Create a Honeybee Haven

Honeybees are the most beneficial insects you can invite into your garden because they spend all spring and summer pollinating flowers. In fact, without bees, everyone would be eating mostly rice, wheat, and corn instead of the wonderful variety of fruits, nuts, and vegetables we grow in our gardens. Honeybees are truly remarkable garden companions.

While not everyone can be a backyard beekeeper, there are still many things you can do to encourage bee activity in your yard.

Honeybees' only requirements are food, water, and shelter. You can make sure there's an endless supply of food for them in the form of pollen and nectar by planting a variety of flowers throughout your landscape so there is always something in bloom. You can make water available by installing a birdbath or filling a pie pan with water and placing a square of window screen over the top. This will allow safe landings so the bees can sip to their heart's content. A garden full of a variety of plants, as opposed to a large expanse of lawn, will provide many spots that offer foraging bees protection from rain, wind, and cold.

It's important to provide a safe place for bees to visit. You can avoid harming the bees by being careful with pesticides. If you have to use them, spray when the bees are least active, which is late in the evening. Try to avoid spraying while the vegetables or fruits are in flower, watch out for drift onto other plants, and never use dust-type pesticides.

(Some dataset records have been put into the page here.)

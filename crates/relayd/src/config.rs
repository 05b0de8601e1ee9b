use crate::smtp::SmtpClientTimeouts;
use anyhow::Context;
use serde::Deserialize;
use std::net::IpAddr;
use std::path::Path;
use std::time::Duration;

/// serde helper: durations expressed as integer seconds in the config file
pub(crate) mod duration_secs {
    use serde::{Deserialize, Deserializer, Serialize, Serializer};
    use std::time::Duration;

    pub fn serialize<S: Serializer>(d: &Duration, s: S) -> Result<S::Ok, S::Error> {
        d.as_secs().serialize(s)
    }

    pub fn deserialize<'de, D: Deserializer<'de>>(d: D) -> Result<Duration, D::Error> {
        Ok(Duration::from_secs(u64::deserialize(d)?))
    }
}

#[derive(Deserialize, Debug, Clone)]
#[serde(deny_unknown_fields)]
pub struct RelaydConfig {
    /// How long a message may wait in the queue before it is failed
    /// with "Timed out in queue.", in minutes.
    #[serde(default = "RelaydConfig::default_max_time_in_queue")]
    pub max_time_in_queue: u64,

    /// When set, delivery events are POSTed to this URL until the
    /// endpoint acknowledges them. Absent means the forwarder never
    /// starts.
    #[serde(default)]
    pub event_forwarding_http_post_url: Option<String>,

    /// How long the dispatch loop sleeps when the broker has nothing
    /// for us, in milliseconds
    #[serde(default = "RelaydConfig::default_idle_sleep_ms")]
    pub idle_sleep_ms: u64,

    /// Destination port for SMTP, unless a virtual MTA overrides it
    #[serde(default = "RelaydConfig::default_smtp_port")]
    pub smtp_port: u16,

    #[serde(default)]
    pub pool: PoolConfig,

    #[serde(default)]
    pub smtp_timeouts: SmtpClientTimeouts,

    /// The virtual-MTA groups available for routing. The first group
    /// listed is the default for messages whose group id is unknown.
    #[serde(default)]
    pub groups: Vec<GroupConfig>,
}

impl RelaydConfig {
    fn default_max_time_in_queue() -> u64 {
        // three days
        4320
    }

    fn default_idle_sleep_ms() -> u64 {
        100
    }

    fn default_smtp_port() -> u16 {
        25
    }

    pub fn load(path: &Path) -> anyhow::Result<Self> {
        let text = std::fs::read_to_string(path)
            .with_context(|| format!("reading config file {}", path.display()))?;
        toml::from_str(&text).with_context(|| format!("parsing config file {}", path.display()))
    }

    pub fn max_time_in_queue(&self) -> chrono::Duration {
        chrono::Duration::minutes(self.max_time_in_queue as i64)
    }

    pub fn idle_sleep(&self) -> Duration {
        Duration::from_millis(self.idle_sleep_ms)
    }
}

impl Default for RelaydConfig {
    fn default() -> Self {
        Self {
            max_time_in_queue: Self::default_max_time_in_queue(),
            event_forwarding_http_post_url: None,
            idle_sleep_ms: Self::default_idle_sleep_ms(),
            smtp_port: Self::default_smtp_port(),
            pool: PoolConfig::default(),
            smtp_timeouts: SmtpClientTimeouts::default(),
            groups: vec![],
        }
    }
}

#[derive(Deserialize, Debug, Clone)]
#[serde(deny_unknown_fields)]
pub struct PoolConfig {
    /// Maximum simultaneously open connections per (source IP, mx host)
    #[serde(default = "PoolConfig::default_max_connections")]
    pub max_connections: usize,

    /// How long an idle pooled connection remains eligible for reuse
    #[serde(default = "PoolConfig::default_idle_timeout", with = "duration_secs")]
    pub idle_timeout: Duration,

    /// Destination-level throttle: messages per minute per
    /// (source IP, mx host). None disables the throttle.
    #[serde(default)]
    pub max_messages_per_minute: Option<u64>,
}

impl PoolConfig {
    fn default_max_connections() -> usize {
        8
    }

    fn default_idle_timeout() -> Duration {
        Duration::from_secs(30)
    }
}

impl Default for PoolConfig {
    fn default() -> Self {
        Self {
            max_connections: Self::default_max_connections(),
            idle_timeout: Self::default_idle_timeout(),
            max_messages_per_minute: None,
        }
    }
}

#[derive(Deserialize, Debug, Clone)]
#[serde(deny_unknown_fields)]
pub struct GroupConfig {
    pub name: String,
    pub virtual_mtas: Vec<VirtualMtaConfig>,
}

#[derive(Deserialize, Debug, Clone)]
#[serde(deny_unknown_fields)]
pub struct VirtualMtaConfig {
    /// Friendly name for reporting
    pub name: String,
    /// Bind to this local address prior to connecting
    pub source_address: IpAddr,
    /// The hostname used in HELO when sending from this source
    pub ehlo_hostname: String,
    /// Override the destination port for deployments that use port mapping
    #[serde(default)]
    pub remote_port: Option<u16>,
}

I know some gardeners are afraid of bees because of their potential to sting, and that's a real possibility if the bees feel threatened. But for decades I've worked in my garden when honeybees were present and have never had a problem with stings. If you move slowly and deliberately, bees will just get out of the way when you get too close to them, but if you move too quickly they may feel threatened enough to sting. If you respect the bees by giving them some space when you're sharing the garden, they'll reward you by pollinating the flowers in your yard, resulting in an abundance of fruits and vegetables to harvest.